Sunday, September 4, 2022

The meaning of "happy"

     I find that I am constantly having to re-examine myself in the light of all the studying I'm doing about the psychology of trauma, giftedness, and neurodiversity. It's a very energy-intensive process, involving not just my rational mind but all my emotions and intuition as well. Evaluating and harmonizing all the things I'm learning with what feels true about myself, my understanding of myself, is really tricky. 

    Does this or that description or definition ring true, or not? Is this or that trait part of my fundamental personality, or is it a weakness associated with being gifted or ADHD or autistic, and what's the best kind of scaffolding to keep it from hampering me? Is my love of solitude all good and healthy, or am I keeping human relationships at arm's length as a dysfunctional result of trauma? Is it healthy boundaries, or cowardice? How can I know? 

    It seems to me that the most important way of knowing, for me, is to stay in my silence, solitude, and simplicity. Journaling, meditating, and reflecting on all the things I'm hearing and reading, and waiting patiently for the echo to come back from within me saying "this is what rings true" ... or, "this doesn't feel right."

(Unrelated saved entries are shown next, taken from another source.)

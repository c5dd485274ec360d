//! Errors raised while wiring the page. None of them reach the visitor.

#[derive(Debug, thiserror::Error)]
pub enum SiteError {
    #[error("element not found: {0}")]
    MissingElement(String),

    /// The canvas would not hand out a WebGL2 context.
    #[error("webgl2 context unavailable")]
    ContextUnavailable,

    #[error("shader compile failed: {0}")]
    ShaderCompile(String),

    #[error("program link failed: {0}")]
    ProgramLink(String),

    #[error("uniform not found: {0}")]
    MissingUniform(String),

    /// An exception thrown by a browser API.
    #[error("browser error: {0}")]
    Js(String),
}

#[cfg(target_arch = "wasm32")]
impl From<wasm_bindgen::JsValue> for SiteError {
    fn from(value: wasm_bindgen::JsValue) -> Self {
        SiteError::Js(format!("{value:?}"))
    }
}

#[cfg(target_arch = "wasm32")]
impl From<SiteError> for wasm_bindgen::JsValue {
    fn from(err: SiteError) -> Self {
        wasm_bindgen::JsValue::from_str(&err.to_string())
    }
}
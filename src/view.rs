//! The closed set of page views and everything the page knows about each one.

/// Static facts about a view. One record per variant, so the token, the
/// container id and the document title can never drift apart.
#[derive(Debug, Clone, Copy, PartialEq, Eq)]
pub struct ViewRecord {
    /// Fragment token and `data-nav` value.
    pub token: &'static str,
    /// Id of the `<section>` holding the view.
    pub container_id: &'static str,
    /// Document title while the view is current.
    pub title: &'static str,
}

#[derive(Debug, Clone, Copy, PartialEq, Eq, Hash, Default)]
pub enum ViewName {
    #[default]
    Home,
    Support,
    Feedback,
    Privacy,
    Terms,
}

impl ViewName {
    pub const ALL: [ViewName; 5] = [
        ViewName::Home,
        ViewName::Support,
        ViewName::Feedback,
        ViewName::Privacy,
        ViewName::Terms,
    ];

    pub fn record(self) -> &'static ViewRecord {
        match self {
            ViewName::Home => &ViewRecord {
                token: "home",
                container_id: "page-home",
                title: "DIRTTIME - Dirt Bike Maintenance Tracker",
            },
            ViewName::Support => &ViewRecord {
                token: "support",
                container_id: "page-support",
                title: "Support - DIRTTIME",
            },
            ViewName::Feedback => &ViewRecord {
                token: "feedback",
                container_id: "page-feedback",
                title: "Feedback - DIRTTIME",
            },
            ViewName::Privacy => &ViewRecord {
                token: "privacy",
                container_id: "page-privacy",
                title: "Privacy Policy - DIRTTIME",
            },
            ViewName::Terms => &ViewRecord {
                token: "terms",
                container_id: "page-terms",
                title: "Terms of Service - DIRTTIME",
            },
        }
    }

    pub fn token(self) -> &'static str {
        self.record().token
    }

    pub fn container_id(self) -> &'static str {
        self.record().container_id
    }

    pub fn title(self) -> &'static str {
        self.record().title
    }

    /// Exact token match against the closed set. Anything else is `None`.
    pub fn from_token(token: &str) -> Option<Self> {
        Self::ALL.into_iter().find(|view| view.token() == token)
    }

    /// Fragment written to the address bar when this view is chosen by a click.
    /// Home keeps the address bare.
    pub fn fragment(self) -> &'static str {
        match self {
            ViewName::Home => "",
            other => other.token(),
        }
    }
}

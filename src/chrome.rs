//! Navigation chrome around the router: mobile menu, FAQ accordion, in-page
//! anchors and the screenshot slider.

use crate::view::ViewName;

/// Mobile menu open/closed state and the ARIA strings that mirror it.
#[derive(Debug, Clone, Copy, PartialEq, Eq, Default)]
pub struct MenuState {
    expanded: bool,
}

impl MenuState {
    pub fn is_expanded(&self) -> bool {
        self.expanded
    }

    pub fn toggle(&mut self) {
        self.expanded = !self.expanded;
    }

    pub fn close(&mut self) {
        self.expanded = false;
    }

    /// Escape closes an open menu. Returns `true` if it was open, in which
    /// case focus goes back to the toggle button.
    pub fn on_escape(&mut self) -> bool {
        let was_open = self.expanded;
        self.close();
        was_open
    }

    /// Value for the toggle's `aria-expanded`.
    pub fn aria_expanded(&self) -> &'static str {
        if self.expanded {
            "true"
        } else {
            "false"
        }
    }

    /// Value for the menu's `aria-hidden`.
    pub fn aria_hidden(&self) -> &'static str {
        if self.expanded {
            "false"
        } else {
            "true"
        }
    }
}

/// Single-open FAQ list.
#[derive(Debug, Clone, Copy, PartialEq, Eq, Default)]
pub struct FaqAccordion {
    open: Option<usize>,
}

impl FaqAccordion {
    pub fn open_item(&self) -> Option<usize> {
        self.open
    }

    pub fn is_open(&self, index: usize) -> bool {
        self.open == Some(index)
    }

    /// Question `index` was clicked: close everything, then open it unless it
    /// was the one already open.
    pub fn activate(&mut self, index: usize) {
        self.open = match self.open {
            Some(current) if current == index => None,
            _ => Some(index),
        };
    }
}

#[derive(Debug, Clone, PartialEq, Eq)]
pub enum AnchorAction {
    /// Leave the click alone; either it goes nowhere or the router owns it.
    Ignore,
    /// Prevent default and smooth-scroll to the element with this id.
    SmoothScroll(String),
}

/// Decide what a click on `<a href="#...">` should do.
pub fn classify_anchor(href: &str, has_nav_attr: bool) -> AnchorAction {
    let Some(target) = href.strip_prefix('#') else {
        return AnchorAction::Ignore;
    };
    if target.is_empty() || has_nav_attr || ViewName::from_token(target).is_some() {
        return AnchorAction::Ignore;
    }
    AnchorAction::SmoothScroll(target.to_string())
}

/// Document offset to scroll to so the target sits just below the header.
pub fn anchor_scroll_target(element_top: f64, scroll_y: f64, header_height: f64) -> f64 {
    element_top + scroll_y - header_height
}

/// Slider markup repeated back to back so the CSS marquee can loop seamlessly.
pub fn duplicate_slides(inner_html: &str) -> String {
    inner_html.repeat(2)
}
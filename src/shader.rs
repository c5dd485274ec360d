//! GLSL ES 3.00 sources for the background quad.
//!
//! The fragment program is the GPU form of [`crate::pattern::evaluate`]; keep
//! the constants of the two in step.

pub const VERTEX_SHADER: &str = r#"#version 300 es
in vec2 aPosition;
out vec2 vUv;

void main() {
    vUv = aPosition * 0.5 + 0.5;
    gl_Position = vec4(aPosition, 0.0, 1.0);
}
"#;

pub const FRAGMENT_SHADER: &str = r#"#version 300 es
precision highp float;

uniform float uTime;
uniform vec2 uResolution;
uniform vec2 uMouse;

in vec2 vUv;
out vec4 outColor;

float random(vec2 st) {
    return fract(sin(dot(st, vec2(12.9898, 78.233))) * 43758.5453);
}

float noise(vec2 st) {
    vec2 i = floor(st);
    vec2 f = fract(st);
    float a = random(i);
    float b = random(i + vec2(1.0, 0.0));
    float c = random(i + vec2(0.0, 1.0));
    float d = random(i + vec2(1.0, 1.0));
    vec2 u = f * f * (3.0 - 2.0 * f);
    return mix(a, b, u.x) + (c - a) * u.y * (1.0 - u.x) + (d - b) * u.x * u.y;
}

float fbm(vec2 st) {
    float v = 0.0;
    float a = 0.5;
    for (int i = 0; i < 4; i++) {
        v += a * noise(st);
        st *= 2.0;
        a *= 0.5;
    }
    return v;
}

void main() {
    vec2 uv = vUv;
    float aspect = uResolution.x / uResolution.y;
    vec2 centered = (uv - 0.5) * vec2(aspect, 1.0);

    float n = fbm(centered * 2.0 + uTime * 0.1);

    float gradient = 1.0 - length(centered) * 0.7;
    float pattern = gradient * 0.25 + n * 0.12;
    vec3 color = mix(vec3(0.039), vec3(0.065), clamp(pattern, 0.0, 1.0));

    float glow = smoothstep(0.6, 0.0, length(centered - vec2(0.2, 0.1))) * 0.02;
    color = mix(color, vec3(1.0, 0.4, 0.0), glow);

    float grain = random(gl_FragCoord.xy + uTime * 100.0) * 0.025;
    color += grain - 0.0125;

    color *= 1.0 - length(uv - 0.5) * 0.4;

    outColor = vec4(color, 1.0);
}
"#;

/// Two triangles covering clip space.
pub const QUAD_VERTICES: [f32; 12] = [
    -1.0, -1.0, 1.0, -1.0, -1.0, 1.0, //
    -1.0, 1.0, 1.0, -1.0, 1.0, 1.0,
];

pub const UNIFORM_TIME: &str = "uTime";
pub const UNIFORM_RESOLUTION: &str = "uResolution";
pub const UNIFORM_POINTER: &str = "uMouse";
pub const ATTRIBUTE_POSITION: &str = "aPosition";
//! Hash-fragment router.
//!
//! The router is the only owner of the current view. Everything it touches in
//! the page goes through [`PageHost`], which the browser glue implements over
//! the DOM and the tests implement over plain vectors.

use crate::view::ViewName;

/// Token that scrolls within the home view rather than naming a view.
pub const HOME_ANCHOR: &str = "features";

/// Page-side effects the router needs.
pub trait PageHost {
    /// Show or hide the container for `view`.
    fn set_container_visible(&mut self, view: ViewName, visible: bool);

    /// `data-nav` token of every navigation marker, in document order.
    fn nav_marker_tokens(&self) -> Vec<String>;

    /// Add or remove the "current" indicator on the marker at `index`.
    fn set_nav_marker_current(&mut self, index: usize, current: bool);

    /// Jump the viewport to the origin without animation.
    fn scroll_to_top(&mut self);

    fn set_title(&mut self, title: &str);

    /// Write the location fragment (without the leading `#`).
    fn set_fragment(&mut self, fragment: &str);
}

/// Map a fragment (text after `#`) to a view. Total: unknown input is home.
pub fn resolve_view(fragment: &str) -> ViewName {
    if fragment.is_empty() || fragment == HOME_ANCHOR {
        return ViewName::Home;
    }
    ViewName::from_token(fragment).unwrap_or(ViewName::Home)
}

#[derive(Debug, Clone, PartialEq, Eq)]
pub struct Router {
    current: ViewName,
}

impl Router {
    /// Resolve the initial fragment and paint it once, without a scroll jump.
    pub fn start<H: PageHost + ?Sized>(host: &mut H, initial_fragment: &str) -> Self {
        let mut router = Router {
            current: ViewName::Home,
        };
        let view = resolve_view(initial_fragment);
        log::info!("router start fragment={initial_fragment:?} view={}", view.token());
        router.navigate(host, view, false);
        router
    }

    pub fn current(&self) -> ViewName {
        self.current
    }

    pub fn navigate<H: PageHost + ?Sized>(
        &mut self,
        host: &mut H,
        view: ViewName,
        scroll_to_top: bool,
    ) {
        log::debug!("navigate view={} scroll={scroll_to_top}", view.token());
        self.current = view;

        for candidate in ViewName::ALL {
            host.set_container_visible(candidate, candidate == view);
        }

        let tokens = host.nav_marker_tokens();
        for (index, token) in tokens.iter().enumerate() {
            host.set_nav_marker_current(index, token == view.token());
        }

        if scroll_to_top && view != ViewName::Home {
            host.scroll_to_top();
        }

        host.set_title(view.title());
    }

    /// `hashchange`, whether from history navigation or a programmatic write.
    pub fn on_fragment_change<H: PageHost + ?Sized>(&mut self, host: &mut H, fragment: &str) {
        self.navigate(host, resolve_view(fragment), true);
    }

    /// Click on a `data-nav` element. Returns `true` when the click was
    /// handled and the browser's default navigation must be prevented.
    pub fn on_nav_click<H: PageHost + ?Sized>(&mut self, host: &mut H, token: &str) -> bool {
        let Some(view) = ViewName::from_token(token) else {
            return false;
        };
        host.set_fragment(view.fragment());
        self.navigate(host, view, true);
        true
    }
}
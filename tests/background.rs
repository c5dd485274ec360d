mod common;

use common::{approx_eq, RecordingSurface};
use dirttime_site::frame_loop::FrameLoop;
use dirttime_site::render_state::{OutputSize, RenderState, Viewport};
use dirttime_site::{BackgroundRenderer, PixelSurface};
use glam::Vec2;

fn desktop() -> Viewport {
    Viewport::new(1280.0, 720.0, 1.0)
}

#[test]
fn state_starts_centred() {
    let state = RenderState::new(desktop());
    assert_eq!(state.elapsed(), 0.0);
    assert_eq!(state.pointer(), Vec2::splat(0.5));
    assert_eq!(state.smoothed_pointer(), Vec2::splat(0.5));
    assert_eq!(
        state.output_size(),
        OutputSize {
            width: 1280,
            height: 720
        }
    );
}

#[test]
fn pointer_is_normalised_and_flipped() {
    let mut state = RenderState::new(desktop());
    state.pointer_moved(320.0, 180.0, &desktop());
    assert!(approx_eq(state.pointer().x, 0.25, 1e-6));
    assert!(approx_eq(state.pointer().y, 0.75, 1e-6));
    // Raw pointer only; the smoothed one waits for a frame.
    assert_eq!(state.smoothed_pointer(), Vec2::splat(0.5));

    state.pointer_moved(-40.0, 9000.0, &desktop());
    assert_eq!(state.pointer(), Vec2::new(0.0, 0.0));
}

#[test]
fn pointer_on_empty_viewport_is_ignored() {
    let mut state = RenderState::new(desktop());
    state.pointer_moved(10.0, 10.0, &Viewport::new(0.0, 0.0, 1.0));
    assert_eq!(state.pointer(), Vec2::splat(0.5));
}

#[test]
fn smoothing_converges_without_overshoot() {
    let mut state = RenderState::new(desktop());
    state.pointer_moved(1280.0, 0.0, &desktop()); // top-right: (1, 1)
    let target = state.pointer();

    let mut previous = state.smoothed_pointer();
    for step in 0..1000 {
        state.advance(step as f64 / 60.0);
        let now = state.smoothed_pointer();
        assert!(now.x >= previous.x && now.x <= target.x, "x overshoot at {step}");
        assert!(now.y >= previous.y && now.y <= target.y, "y overshoot at {step}");
        previous = now;
    }
    assert!(approx_eq(previous.x, target.x, 1e-5));
    assert!(approx_eq(previous.y, target.y, 1e-5));
}

#[test]
fn smoothing_moves_five_percent_per_frame() {
    let mut state = RenderState::new(desktop());
    state.pointer_moved(0.0, 720.0, &desktop()); // (0, 0)
    state.advance(0.016);
    assert!(approx_eq(state.smoothed_pointer().x, 0.475, 1e-6));
    assert!(approx_eq(state.smoothed_pointer().y, 0.475, 1e-6));
}

#[test]
fn elapsed_never_goes_backwards() {
    let mut state = RenderState::new(desktop());
    state.advance(5.0);
    state.advance(3.0);
    assert_eq!(state.elapsed(), 5.0);
    state.advance(f64::NAN);
    assert_eq!(state.elapsed(), 5.0);
    state.advance(5.5);
    assert_eq!(state.elapsed(), 5.5);
}

#[test]
fn pixel_ratio_is_capped_at_two() {
    assert_eq!(
        Viewport::new(400.0, 300.0, 3.0).surface_size(),
        OutputSize {
            width: 800,
            height: 600
        }
    );
    assert_eq!(
        Viewport::new(400.0, 300.0, 1.5).surface_size(),
        OutputSize {
            width: 600,
            height: 450
        }
    );
    assert_eq!(Viewport::new(400.0, 300.0, 0.0).pixel_ratio(), 1.0);
    assert_eq!(
        Viewport::new(0.0, 0.0, 2.0).surface_size(),
        OutputSize {
            width: 1,
            height: 1
        }
    );
}

#[test]
fn resize_updates_state_and_surface() {
    let mut renderer = BackgroundRenderer::new(RecordingSurface::default(), desktop());
    renderer.on_resize(&Viewport::new(800.0, 600.0, 2.0));

    assert_eq!(
        renderer.state().output_size(),
        OutputSize {
            width: 800,
            height: 600
        }
    );
    assert_eq!(
        renderer.surface().sizes,
        vec![
            OutputSize {
                width: 1280,
                height: 720
            },
            OutputSize {
                width: 1600,
                height: 1200
            },
        ]
    );
}

#[test]
fn frames_carry_uniforms() {
    let mut renderer = BackgroundRenderer::new(RecordingSurface::default(), desktop());
    renderer.on_pointer_move(0.0, 720.0, &desktop());

    assert!(renderer.frame(1.5));
    assert!(renderer.frame(1.6));

    let frames = &renderer.surface().frames;
    assert_eq!(frames.len(), 2);
    assert_eq!(frames[0].time, 1.5);
    assert_eq!(frames[0].resolution, Vec2::new(1280.0, 720.0));
    assert!(frames[1].pointer.x < frames[0].pointer.x);
    assert_eq!(renderer.frames(), 2);
}

#[test]
fn stop_handle_ends_the_loop() {
    let mut renderer = BackgroundRenderer::new(RecordingSurface::default(), desktop());
    let stop = renderer.stop_handle();

    for i in 0..10 {
        assert!(renderer.frame(i as f64));
    }
    stop.stop();
    assert!(stop.is_stopped());
    assert!(!renderer.frame(11.0));
    assert!(!renderer.frame(12.0));

    assert_eq!(renderer.frames(), 10);
    assert_eq!(renderer.surface().frames.len(), 10);
    assert_eq!(renderer.state().elapsed(), 9.0);
}

#[test]
fn loop_can_stop_itself_mid_frame() {
    let mut frames = FrameLoop::new();
    let stop = frames.stop_handle();
    assert!(frames.tick(|| {}));
    assert!(!frames.tick(|| stop.stop()));
    assert!(!frames.is_running());
    assert_eq!(frames.frames(), 2);
}

#[test]
fn pixel_surface_rasterises_opaque_frames() {
    let mut renderer = BackgroundRenderer::new(PixelSurface::new(), Viewport::new(32.0, 18.0, 1.0));
    renderer.frame(3.25);

    let surface = renderer.surface();
    assert_eq!((surface.width(), surface.height()), (32, 18));
    assert_eq!(surface.as_rgba().len(), 32 * 18 * 4);
    assert!(surface.as_rgba().chunks(4).all(|px| px[3] == 255));
    assert_eq!(surface.pixel(32, 0), None);

    let first = surface.as_rgba().to_vec();
    let mut again = BackgroundRenderer::new(PixelSurface::new(), Viewport::new(32.0, 18.0, 1.0));
    again.frame(3.25);
    assert_eq!(again.surface().as_rgba(), &first[..]);
}

#[test]
fn pixel_surface_is_dark_with_warm_glow() {
    let mut renderer = BackgroundRenderer::new(PixelSurface::new(), Viewport::new(64.0, 64.0, 1.0));
    renderer.frame(0.0);
    let surface = renderer.surface();

    for px in surface.as_rgba().chunks(4) {
        assert!(px[0] < 40 && px[1] < 40 && px[2] < 40, "{px:?}");
    }
    // Glow centre sits at uv (0.7, 0.6): column 44, row 25 from the top.
    let warm = surface.pixel(44, 25).unwrap_or_default();
    assert!(warm[0] > warm[2], "{warm:?}");
}
use wasm_bindgen::{JsCast, JsValue};
use web_sys::{Document, Element, ScrollBehavior, ScrollToOptions, Window};

use crate::config::SiteConfig;
use crate::render_state::Viewport;
use crate::router::PageHost;
use crate::view::ViewName;

/// Router side effects applied to the live document.
pub struct DomHost {
    window: Window,
    document: Document,
    nav_selector: String,
    config: SiteConfig,
}

impl DomHost {
    pub fn new(window: Window, document: Document, config: SiteConfig) -> Self {
        let nav_selector = format!("[{}]", config.nav_attribute);
        Self {
            window,
            document,
            nav_selector,
            config,
        }
    }

    fn nav_markers(&self) -> Vec<Element> {
        query_all(&self.document, &self.nav_selector)
    }
}

impl PageHost for DomHost {
    fn set_container_visible(&mut self, view: ViewName, visible: bool) {
        let Some(container) = self.document.get_element_by_id(view.container_id()) else {
            return;
        };
        let classes = container.class_list();
        let result = if visible {
            classes.add_1(self.config.active_class)
        } else {
            classes.remove_1(self.config.active_class)
        };
        warn_on_err("toggle container", result);
    }

    fn nav_marker_tokens(&self) -> Vec<String> {
        self.nav_markers()
            .iter()
            .map(|el| el.get_attribute(self.config.nav_attribute).unwrap_or_default())
            .collect()
    }

    fn set_nav_marker_current(&mut self, index: usize, current: bool) {
        let Some(marker) = self.nav_markers().into_iter().nth(index) else {
            return;
        };
        warn_on_err("clear aria-current", marker.remove_attribute("aria-current"));
        if current {
            warn_on_err(
                "set aria-current",
                marker.set_attribute("aria-current", "page"),
            );
        }
    }

    fn scroll_to_top(&mut self) {
        let options = ScrollToOptions::new();
        options.set_top(0.0);
        options.set_behavior(ScrollBehavior::Instant);
        self.window.scroll_to_with_scroll_to_options(&options);
    }

    fn set_title(&mut self, title: &str) {
        self.document.set_title(title);
    }

    fn set_fragment(&mut self, fragment: &str) {
        warn_on_err("set hash", self.window.location().set_hash(fragment));
    }
}

/// Location fragment without the leading `#`.
pub fn current_fragment(window: &Window) -> String {
    let hash = window.location().hash().unwrap_or_default();
    hash.strip_prefix('#').unwrap_or(&hash).to_string()
}

pub fn viewport(window: &Window) -> Viewport {
    let dim = |v: Result<JsValue, JsValue>| v.ok().and_then(|v| v.as_f64()).unwrap_or(0.0);
    Viewport::new(
        dim(window.inner_width()),
        dim(window.inner_height()),
        window.device_pixel_ratio(),
    )
}

/// Every element matching `selector`, in document order.
pub fn query_all(root: &Document, selector: &str) -> Vec<Element> {
    let Ok(list) = root.query_selector_all(selector) else {
        log::warn!("bad selector {selector}");
        return Vec::new();
    };
    (0..list.length())
        .filter_map(|i| list.get(i))
        .filter_map(|node| node.dyn_into::<Element>().ok())
        .collect()
}

pub fn warn_on_err(what: &str, result: Result<(), JsValue>) {
    if let Err(err) = result {
        log::warn!("{what} failed: {err:?}");
    }
}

    Sometimes I can't find a way to reconcile what I'm studying with what feels true about myself. And then, sometimes, the right thing to do is to reach out for a reality-check, for a second opinion. So I went out and found a therapist. I was sceptical that I could find someone with the kind of training to answer my questions. Trauma, neurodiversity, and giftedness are not part of basic psychotherapy training, so finding one person competent to help me tease apart all this complexity was not a given. But I got very lucky, and found a good one on the first try. 

    And here is the verdict: I'm fine. I don't need therapy. I'm coping quite well, actually. The relationships I have with family and friends are what is meant by healthy human bonding. I'm tripped up by what that word "bonding" evokes in my mind, which is more like "bondage." That's not healthy, it's not what is meant, it's more like "enmeshment." I'm fine, I'm a well-adjusted introvert.

    The bigger take-home lesson -- and it's not the first time I've learned it, and it's not the first time I've written about it, but there are layers on layers of it, so I needed to hear it again -- you don't ever actually "get over" trauma. It's like grief: if you lose your best friend, or a close family member, time doesn't actually heal that wound. With time, you learn to bear it, you might get back more resilience against being knocked over by it, you can get on with your life. But your loved one is still dead, that doesn't change, and the grief never actually goes away.

    The same is true of trauma. This is what my spiritual director told me years ago, that made such an impact on me: "you might never 'get over it,' because it's never not going to have happened." I keep working on it, and working on it, and working on it, as if at some point I can make it go away. But I can't. There is no amount of healing, no amount of personal growth, no amount of inner work that can make my past not be my past. It's past, it's immutable, I'm stuck with it. Things are going to happen, sometimes, that trigger that trauma response. I will spin out, I'll cry, I'll get defensive, I'll instinctively pull back into my shell, and it will take a while for me to make sense of what I'm experiencing.

    And that's OK. It's not actually a problem. It's just life

    Being mentally healthy, being whole, strong, and resilient, flourishing, doesn't mean feeling great all the time. What it means is feeling all the feelings. The aim isn't to be Pollyanna, with a big grin painted on, always full of energy, always in a great mood. Being happy, in a deep way, doesn't always mean feeling good. I'm a happy hermit, very happy -- and that includes crying, and hurting, and freaking out, and throwing up walls sometimes, as well as love, and joy, and pleasure, and confidence and hope. It's all good, amen.